Outputs and Schema Reference

The library writes two main artifact types:

  • Discovery JSON in outputs/
  • Generation CSV files in outputs/

Discovery JSON

The discovery helpers always write the raw provider result list to disk, even when the Python return value is simplified to a single dictionary in joint mode.

Typical path names:

  • outputs/discovered_image_features.json
  • outputs/discovered_text_features.json
  • outputs/discovered_tabular_features.json
  • outputs/discovered_video_features.json

Typical joint-discovery structure:

[
  {
    "proposed_features": [
      {
        "feature": "spice level",
        "type": "categorical",
        "description": "How spicy the dish appears or is described to be"
      },
      {
        "feature": "presentation style",
        "type": "categorical"
      }
    ]
  }
]

Notes:

  • The package expects a proposed_features collection when loading a schema for generation.
  • Each feature entry is provider-defined. Common keys are feature, name, type, and description.
  • Per-item discovery writes one list entry per input item instead of a single shared schema.
  • For video discovery with as_set=False, the package pools frames across all input videos and writes one result per extracted frame, not one result per video.
  • Folder-based video discovery samples at most max_videos_to_sample videos before extraction; pass random_seed to make that subset reproducible.

Generation CSV

Generation creates one CSV per class folder, named <class_name>_feature_values.csv.

Column layout:

Column Meaning
File Source file name, or filename__row_<n> for tabular row-level outputs
Class Class folder name, or row-level label override when label_column is provided
<feature columns> One column per discovered feature
raw_llm_output Raw JSON payload returned by the provider for traceability

Example:

File,Class,spice level,presentation style,raw_llm_output
review1.txt,positive,high,refined,"{""features"": {""spice level"": ""high"", ""presentation style"": ""refined""}}"
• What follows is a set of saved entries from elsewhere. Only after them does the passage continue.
//! dlab projects server entry point.
//!
//! Initialises tracing, loads configuration from environment variables
//! (prefixed with `DLAB_PROJECTS_`), and serves the project resource API.

mod controller;
mod routes;
mod schema;

use anyhow::{Context, Result};
use serde::Deserialize;
use tracing_subscriber::EnvFilter;

use crate::controller::ProjectsController;
use crate::schema::SchemaValidator;

// ===================================================================
// Configuration
// ===================================================================

/// Server configuration loaded from environment variables via `envy`.
///
/// Each field maps to `DLAB_PROJECTS_<FIELD>`:
///   - `DLAB_PROJECTS_LISTEN_ADDR` (default `0.0.0.0:8080`)
#[derive(Debug, Deserialize)]
struct Config {
    /// Socket address to bind the HTTP server to.
    #[serde(default = "default_listen_addr")]
    listen_addr: String,
}

fn default_listen_addr() -> String {
    "0.0.0.0:8080".to_string()
}

// ===================================================================
// Entry point
// ===================================================================

#[tokio::main]
async fn main() -> Result<()> {
    tracing_subscriber::fmt()
        .with_env_filter(
            EnvFilter::try_from_default_env().unwrap_or_else(|_| EnvFilter::new("info")),
        )
        .init();

    tracing::info!("dlab-projects-server starting");

    let config: Config = envy::prefixed("DLAB_PROJECTS_")
        .from_env()
        .context("failed to load config from DLAB_PROJECTS_* env vars")?;

    let schema = SchemaValidator::create_project()?;
    let router = routes::router(ProjectsController::new(schema));

    let listener = tokio::net::TcpListener::bind(&config.listen_addr)
        .await
        .with_context(|| format!("failed to bind {}", config.listen_addr))?;

    tracing::info!(listen_addr = %config.listen_addr, "projects server ready");

    axum::serve(listener, router)
        .with_graceful_shutdown(shutdown_signal())
        .await
        .context("HTTP server error")?;

    tracing::info!("dlab-projects-server shut down");
    Ok(())
}

/// Wait for SIGINT (Ctrl-C) for graceful shutdown.
async fn shutdown_signal() {
    if let Err(err) = tokio::signal::ctrl_c().await {
        tracing::error!(%err, "failed to install Ctrl-C handler");
        std::future::pending::<()>().await;
    }
    tracing::info!("received shutdown signal");
}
If merge_to_single_csv=True, the package also writes outputs/all_feature_values.csv unless you override merged_csv_name.

Schema loading rules

load_discovered_features normalizes these cases into one dictionary shape:

  • a dictionary that already contains proposed_features
  • a single-item list containing that dictionary
  • a list of feature entries without the outer dictionary, which is wrapped automatically

This means generation code can rely on a single in-memory schema form even when provider outputs vary slightly.